I marched him out into the misty morning, knowing it would be uncomfortable but that he was safe in his heavy footie pajamas, and just fumed to myself about not getting to sleep.

But anything was worth him not waking up that baby.

I walked and walked, letting him follow along behind, knowing he knew I was furious, and just letting him have his consequence of being miserable instead of being cozy in his sleeping bag.

Excepting that’s when I heard the tiny voice pipe up, “Oh, Mama!  This is so much fun!  I love walking outside with you and God.  And did you hear that train?!  That train was so cool, mama!”

And I stopped in my tracks, realizing I was the only miserable one, and turned around and scooped him up and started laughing.

Sometimes I am more aware than others that the children are here to teach me, rather than me being here to teach them.

We got the trailer cleaned up after that, sorting and straightening and putting away.  We brought so much, with eight of us and specific activities that require different things, and different seasons as we drive across the country.  I will pack differently on the way back, though, than we did coming out because I better understand how trailer life works.  We had help, though, getting packed up to go, so it was hard and confusing to know where our things were when someone else put them away.  We are learning, though, and will have it figured out better on the way back, I think, even if we still have so much stuff.  They used every single thing I packed for the trip out, though, plus some, so I am glad we had what we needed.

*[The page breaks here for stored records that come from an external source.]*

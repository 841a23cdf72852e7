use crate::{
    message::CastMessage,
    Result,
    types::{AppId, EndpointId, MediaSessionId,
            MessageType, MessageTypeConst,
            NamespaceConst, SessionId},
    util::named,
};
use anyhow::bail;
use serde::{Deserialize, Serialize};
use serde_with::skip_serializing_none;
use std::{
    fmt::{self, Debug, Display},
    sync::atomic::{AtomicI32, Ordering},
};

/// i32 that represents a request_id in the Cast protocol.
///
/// Zero is only used in broadcast messages with no corresponding request.
#[derive(Clone, Copy, Debug, Default, Deserialize, Eq, Hash, Ord, PartialEq, PartialOrd,
         Serialize)]
#[serde(transparent)]
pub struct RequestId(i32);

/// Issues request ids for one controller.
///
/// The first id taken after construction or `reset()` is 1; 0 is never returned.
#[derive(Debug)]
pub struct RequestIdGen(AtomicI32);

impl RequestId {
    pub const BROADCAST: RequestId = RequestId(Self::BROADCAST_I32);
    const BROADCAST_I32: i32 = 0;
}

impl RequestIdGen {
    /// Some broadcasts have `request_id` 0, so skip that.
    const INITIAL_I32: i32 = RequestId::BROADCAST_I32 + 1;
}

/// JSON envelope shared by every message on the JSON namespaces.
///
/// `requestId` is omitted from the serialized form when `None`.
#[skip_serializing_none]
#[derive(Debug, Deserialize, Serialize)]
#[serde(rename_all = "camelCase")]
pub struct Payload<T>
{
    pub request_id: Option<RequestId>,

    #[serde(rename = "type")]
    pub typ: MessageType,

    #[serde(flatten)]
    pub inner: T,
}

pub type PayloadDyn = Payload<serde_json::Value>;

pub trait RequestInner: Debug + Serialize
{
    const CHANNEL_NAMESPACE: NamespaceConst;
    const TYPE_NAME: MessageTypeConst;
}

impl RequestId {
    pub fn inner(self) -> i32 {
        self.0
    }

    fn rpc_id_from(n: i32) -> RequestId {
        let id = RequestId(n);

        debug_assert!(id.is_rpc(), "RequestId::rpc_id_from: was broadcast = {id}");

        id
    }

    pub fn is_broadcast(self) -> bool {
        self == RequestId::BROADCAST
    }

    pub fn is_rpc(self) -> bool {
        self != RequestId::BROADCAST
    }
}

impl From<RequestId> for i32 {
    fn from(id: RequestId) -> i32 {
        id.0
    }
}

impl From<i32> for RequestId {
    fn from(n: i32) -> RequestId {
        RequestId(n)
    }
}

impl Display for RequestId {
    fn fmt(&self, f: &mut fmt::Formatter) -> fmt::Result {
        Display::fmt(&self.0, f)
    }
}

impl RequestIdGen {
    pub fn new() -> RequestIdGen {
        RequestIdGen(AtomicI32::new(Self::INITIAL_I32))
    }

    pub fn take_next(&self) -> RequestId {
        loop {
            let id = self.0.fetch_add(1, Ordering::SeqCst);
            if id == RequestId::BROADCAST_I32 {
                // Receivers use 0 for broadcast messages, take the next value.
                continue;
            }

            return RequestId::rpc_id_from(id);
        }
    }

    /// The next id taken will be 1 again.
    pub fn reset(&self) {
        self.0.store(Self::INITIAL_I32, Ordering::SeqCst);
    }
}

impl Default for RequestIdGen {
    fn default() -> RequestIdGen {
        RequestIdGen::new()
    }
}

impl<T: RequestInner> Payload<T> {
    pub fn new(request_id: Option<RequestId>, inner: T) -> Payload<T> {
        Payload {
            request_id,
            typ: T::TYPE_NAME.to_string(),
            inner,
        }
    }
}

impl PayloadDyn {
    /// Parse the envelope of an inbound JSON payload, keeping the whole object as `inner`.
    pub fn from_json(json: &str) -> Result<PayloadDyn> {
        let inner: serde_json::Value = serde_json::from_str(json)?;
        let envelope: Payload<()> = serde_json::from_value(inner.clone())?;

        Ok(PayloadDyn {
            request_id: envelope.request_id,
            typ: envelope.typ,
            inner,
        })
    }

    /// Parse the JSON payload of `msg`. Binary payloads are an error.
    pub fn from_message(msg: &CastMessage) -> Result<PayloadDyn> {
        let Some(json) = msg.payload_str() else {
            bail!("PayloadDyn::from_message: binary payload on namespace {ns}",
                  ns = msg.namespace);
        };

        Self::from_json(json)
    }

    /// Deserialize the whole payload object as `T`.
    pub fn typed<T: serde::de::DeserializeOwned>(&self) -> Result<T> {
        Ok(T::deserialize(&self.inner)?)
    }

    /// The request id, treating a missing id as the broadcast id.
    pub fn request_id_or_broadcast(&self) -> RequestId {
        self.request_id.unwrap_or(RequestId::BROADCAST)
    }
}

/// Build a `CastMessage` carrying `req` as its JSON payload.
#[named]
pub fn request_message<Req>(req: Req, request_id: Option<RequestId>,
                            source: EndpointId, destination: EndpointId)
-> Result<CastMessage>
where Req: RequestInner
{
    const FUNCTION_PATH: &str = function_path!();

    let payload = Payload::<Req>::new(request_id, req);
    let request_namespace = Req::CHANNEL_NAMESPACE;

    let payload_json = serde_json::to_string(&payload)?;

    tracing::trace!(target: FUNCTION_PATH,
                    payload_json,
                    request_id = ?payload.request_id,
                    request_type = payload.typ,
                    request_namespace,
                    source, destination,
                    "payload json");

    Ok(CastMessage {
        namespace: request_namespace.to_string(),
        source,
        destination,
        payload: payload_json.into(),
    })
}

pub mod connection {
    use super::*;

    pub const CHANNEL_NAMESPACE: NamespaceConst = "urn:x-cast:com.google.cast.tp.connection";

    pub const MESSAGE_TYPE_CONNECT: MessageTypeConst = "CONNECT";
    pub const MESSAGE_TYPE_CLOSE: MessageTypeConst = "CLOSE";

    #[derive(Debug, Serialize)]
    #[serde(rename_all = "camelCase")]
    pub struct ConnectRequest {}

    impl RequestInner for ConnectRequest {
        const CHANNEL_NAMESPACE: NamespaceConst = CHANNEL_NAMESPACE;
        const TYPE_NAME: MessageTypeConst = MESSAGE_TYPE_CONNECT;
    }
}

pub mod heartbeat {
    use super::*;

    pub const CHANNEL_NAMESPACE: NamespaceConst = "urn:x-cast:com.google.cast.tp.heartbeat";

    pub const MESSAGE_TYPE_PING: MessageTypeConst = "PING";
    pub const MESSAGE_TYPE_PONG: MessageTypeConst = "PONG";

    #[derive(Debug, Serialize)]
    #[serde(rename_all = "camelCase")]
    pub struct Pong {}

    impl RequestInner for Pong {
        const CHANNEL_NAMESPACE: NamespaceConst = CHANNEL_NAMESPACE;
        const TYPE_NAME: MessageTypeConst = MESSAGE_TYPE_PONG;
    }
}

pub mod receiver {
    use super::*;

    pub const CHANNEL_NAMESPACE: NamespaceConst = "urn:x-cast:com.google.cast.receiver";

    pub const MESSAGE_REQUEST_TYPE_LAUNCH: MessageTypeConst = "LAUNCH";
    pub const MESSAGE_REQUEST_TYPE_STOP: MessageTypeConst = "STOP";
    pub const MESSAGE_REQUEST_TYPE_GET_STATUS: MessageTypeConst = "GET_STATUS";
    pub const MESSAGE_REQUEST_TYPE_SET_VOLUME: MessageTypeConst = "SET_VOLUME";

    pub const MESSAGE_RESPONSE_TYPE_RECEIVER_STATUS: MessageTypeConst = "RECEIVER_STATUS";
    pub const MESSAGE_RESPONSE_TYPE_LAUNCH_ERROR: MessageTypeConst = "LAUNCH_ERROR";
    pub const MESSAGE_RESPONSE_TYPE_INVALID_REQUEST: MessageTypeConst = "INVALID_REQUEST";

    /// Inbound `RECEIVER_STATUS` body. Every field may be absent.
    #[derive(Clone, Debug, Default, Deserialize)]
    #[serde(rename_all = "camelCase")]
    pub struct StatusWrapper {
        pub status: Option<Status>,
    }

    #[derive(Clone, Debug, Default, Deserialize)]
    #[serde(rename_all = "camelCase")]
    pub struct Status {
        pub applications: Option<Vec<Application>>,

        /// Volume parameters of the cast device.
        pub volume: Option<Volume>,
    }

    #[derive(Clone, Debug, Default, Deserialize)]
    #[serde(rename_all = "camelCase")]
    pub struct Application {
        pub app_id: Option<AppId>,
        pub session_id: Option<SessionId>,
        pub transport_id: Option<EndpointId>,
        pub display_name: Option<String>,
        pub status_text: Option<String>,
    }

    /// Cast device volume, used both in status and in `SET_VOLUME`.
    #[skip_serializing_none]
    #[derive(Clone, Debug, Default, Deserialize, PartialEq, Serialize)]
    #[serde(rename_all = "camelCase")]
    pub struct Volume {
        /// Volume level.
        pub level: Option<f64>,
        /// Mute/unmute state.
        pub muted: Option<bool>,
    }

    #[derive(Debug, Serialize)]
    #[serde(rename_all = "camelCase")]
    pub struct GetStatusRequest {}

    impl RequestInner for GetStatusRequest {
        const CHANNEL_NAMESPACE: NamespaceConst = CHANNEL_NAMESPACE;
        const TYPE_NAME: MessageTypeConst = MESSAGE_REQUEST_TYPE_GET_STATUS;
    }

    #[derive(Debug, Serialize)]
    #[serde(rename_all = "camelCase")]
    pub struct LaunchRequest {
        pub app_id: AppId,
    }

    impl RequestInner for LaunchRequest {
        const CHANNEL_NAMESPACE: NamespaceConst = CHANNEL_NAMESPACE;
        const TYPE_NAME: MessageTypeConst = MESSAGE_REQUEST_TYPE_LAUNCH;
    }

    #[derive(Debug, Serialize)]
    #[serde(rename_all = "camelCase")]
    pub struct StopRequest {
        pub session_id: SessionId,
    }

    impl RequestInner for StopRequest {
        const CHANNEL_NAMESPACE: NamespaceConst = CHANNEL_NAMESPACE;
        const TYPE_NAME: MessageTypeConst = MESSAGE_REQUEST_TYPE_STOP;
    }

    #[derive(Debug, Serialize)]
    #[serde(rename_all = "camelCase")]
    pub struct SetVolumeRequest {
        pub volume: Volume,
    }

    impl RequestInner for SetVolumeRequest {
        const CHANNEL_NAMESPACE: NamespaceConst = CHANNEL_NAMESPACE;
        const TYPE_NAME: MessageTypeConst = MESSAGE_REQUEST_TYPE_SET_VOLUME;
    }
}

pub mod media {
    use super::*;

    pub const CHANNEL_NAMESPACE: NamespaceConst = "urn:x-cast:com.google.cast.media";

    pub const MESSAGE_REQUEST_TYPE_GET_STATUS: MessageTypeConst = "GET_STATUS";
    pub const MESSAGE_REQUEST_TYPE_LOAD: MessageTypeConst = "LOAD";
    pub const MESSAGE_REQUEST_TYPE_PLAY: MessageTypeConst = "PLAY";
    pub const MESSAGE_REQUEST_TYPE_PAUSE: MessageTypeConst = "PAUSE";
    pub const MESSAGE_REQUEST_TYPE_SEEK: MessageTypeConst = "SEEK";

    pub const MESSAGE_RESPONSE_TYPE_MEDIA_STATUS: MessageTypeConst = "MEDIA_STATUS";
    pub const MESSAGE_RESPONSE_TYPE_ERROR: MessageTypeConst = "ERROR";
    pub const MESSAGE_RESPONSE_TYPE_LOAD_CANCELLED: MessageTypeConst = "LOAD_CANCELLED";
    pub const MESSAGE_RESPONSE_TYPE_LOAD_FAILED: MessageTypeConst = "LOAD_FAILED";
    pub const MESSAGE_RESPONSE_TYPE_INVALID_PLAYER_STATE: MessageTypeConst
        = "INVALID_PLAYER_STATE";
    pub const MESSAGE_RESPONSE_TYPE_INVALID_REQUEST: MessageTypeConst = "INVALID_REQUEST";

    pub const STREAM_TYPE_NONE: &str = "NONE";

    /// Inbound `MEDIA_STATUS` body.
    #[derive(Clone, Debug, Default, Deserialize)]
    #[serde(rename_all = "camelCase")]
    pub struct Status {
        #[serde(default)]
        pub status: Vec<StatusEntry>,
    }

    #[derive(Clone, Debug, Default, Deserialize)]
    #[serde(rename_all = "camelCase")]
    pub struct StatusEntry {
        pub media_session_id: Option<MediaSessionId>,
        pub player_state: Option<String>,
        pub idle_reason: Option<String>,
        pub current_time: Option<f64>,
        pub media: Option<StatusMedia>,
        pub live_seekable_range: Option<LiveSeekableRange>,
    }

    #[derive(Clone, Debug, Default, Deserialize)]
    #[serde(rename_all = "camelCase")]
    pub struct StatusMedia {
        pub content_id: Option<String>,
        pub duration: Option<f64>,
    }

    #[derive(Clone, Debug, Default, Deserialize)]
    #[serde(rename_all = "camelCase")]
    pub struct LiveSeekableRange {
        pub start: Option<f64>,
        pub end: Option<f64>,
        pub is_live_done: Option<bool>,
    }

    /// Inbound `ERROR` body.
    #[derive(Clone, Debug, Default, Deserialize)]
    #[serde(rename_all = "camelCase")]
    pub struct ErrorReply {
        pub detailed_error_code: Option<i32>,
        pub reason: Option<String>,
    }

    /// Body of the error replies to a rejected request, e.g. `LOAD_FAILED`.
    #[derive(Clone, Debug, Default, Deserialize)]
    #[serde(rename_all = "camelCase")]
    pub struct RequestErrorReply {
        pub reason: Option<String>,
        pub custom_data: Option<serde_json::Value>,
    }

    #[derive(Clone, Debug, Serialize)]
    #[serde(rename_all = "camelCase")]
    pub struct Media {
        pub content_id: String,
        pub stream_type: String,
        pub content_type: String,
    }

    #[derive(Debug, Serialize)]
    #[serde(rename_all = "camelCase")]
    pub struct LoadRequest {
        pub media: Media,
    }

    impl RequestInner for LoadRequest {
        const CHANNEL_NAMESPACE: NamespaceConst = CHANNEL_NAMESPACE;
        const TYPE_NAME: MessageTypeConst = MESSAGE_REQUEST_TYPE_LOAD;
    }

    #[derive(Debug, Serialize)]
    #[serde(rename_all = "camelCase")]
    pub struct GetStatusRequest {}

    impl RequestInner for GetStatusRequest {
        const CHANNEL_NAMESPACE: NamespaceConst = CHANNEL_NAMESPACE;
        const TYPE_NAME: MessageTypeConst = MESSAGE_REQUEST_TYPE_GET_STATUS;
    }

    #[derive(Debug, Serialize)]
    #[serde(rename_all = "camelCase")]
    pub struct SeekRequest {
        pub media_session_id: MediaSessionId,
        pub current_time: f64,
    }

    impl RequestInner for SeekRequest {
        const CHANNEL_NAMESPACE: NamespaceConst = CHANNEL_NAMESPACE;
        const TYPE_NAME: MessageTypeConst = MESSAGE_REQUEST_TYPE_SEEK;
    }

    #[derive(Debug, Serialize)]
    #[serde(rename_all = "camelCase")]
    pub struct MediaRequestCommon {
        pub media_session_id: MediaSessionId,
    }

    macro_rules! simple_media_request {
        ($name: ident, $msg_type_name: path) => {
            #[derive(Debug, Serialize)]
            pub struct $name(pub MediaRequestCommon);

            impl RequestInner for $name {
                const CHANNEL_NAMESPACE: NamespaceConst = CHANNEL_NAMESPACE;
                const TYPE_NAME: MessageTypeConst = $msg_type_name;
            }
        };
    }

    simple_media_request!(PlayRequest,  MESSAGE_REQUEST_TYPE_PLAY);
    simple_media_request!(PauseRequest, MESSAGE_REQUEST_TYPE_PAUSE);
}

After our lunch outing, we came to settle in the home where we are staying this week.  It is a friend whose daughter has PRS like our baby, except she is grown and our hero just for being alive.  We are excited to get to know them, and grateful for their help.  They also already have all that we need for the baby, which is so helpful, and understand well how to care for her.  The trailer is nearby downtown when we need things there.  I wonder at this special soul I just got to meet, who gives me hope for the baby surviving, and what power there is in in the sacred interaction of her meeting this baby.  It is something like the mirrors in the sealing room at the temple, with one of them looking back to see what her babyhood was like, and one of them looking forward to see what life will be like if she can just keep fighting, and what God will teach them both about living without the fighting, and just the living part.  They will be special friends always, in some way, and I am so glad they have each other.  We already had our first little spat, though, when she brought the baby a special toy to show someone is thinking of her and praying for her, and the baby promptly tried to eat it.  So rude!  She puts everything in her mouth these days, and so really it was a token of honor, despite the drool.

While I unpacked our things and tried to get re-organized, Nathan ran the first graders out to his sister’s house.  They are so excited to meet Aunt Clarissa, and they have heard all about her toys and goats and animals and cats, and were vibrating with excitement to go visit her.  We hope to visit her tonight when we pick them up, and later this week, but I am glad they get to stay there awhile tonight to play.  Anber and Barrett stayed with me and the baby, for desperately needed naps, and Barrett was asleep before I even got to the room where he was staying to tuck him in to his little cot.  Anber is the opposite, too anxious to sleep and just staring at me while I type and crawling on the keyboard to try and type herself.


Here is Anber’s first blog post:

utbgyvgyvfyuvgytujojh  anber mama hhjjkkjhgghj887887665 hjgfg hhggjg hnh  anber   alexx    mary  kirk  barrett kyrie  daddy  anber  ghttjhg ggramaaa   hjhtgtujf65677h b ant marama hhgghgj

When I asked her what it said, she told me that it was a story about a rabbit and a carrot and a pioneer frog who hopped through the snow even when he was hungry, so Heavenly Father sent the frog a family to be adopted in the temple and then eat some pie.

I don’t think we have had pie at our house since Thanksgiving.  Silly girl.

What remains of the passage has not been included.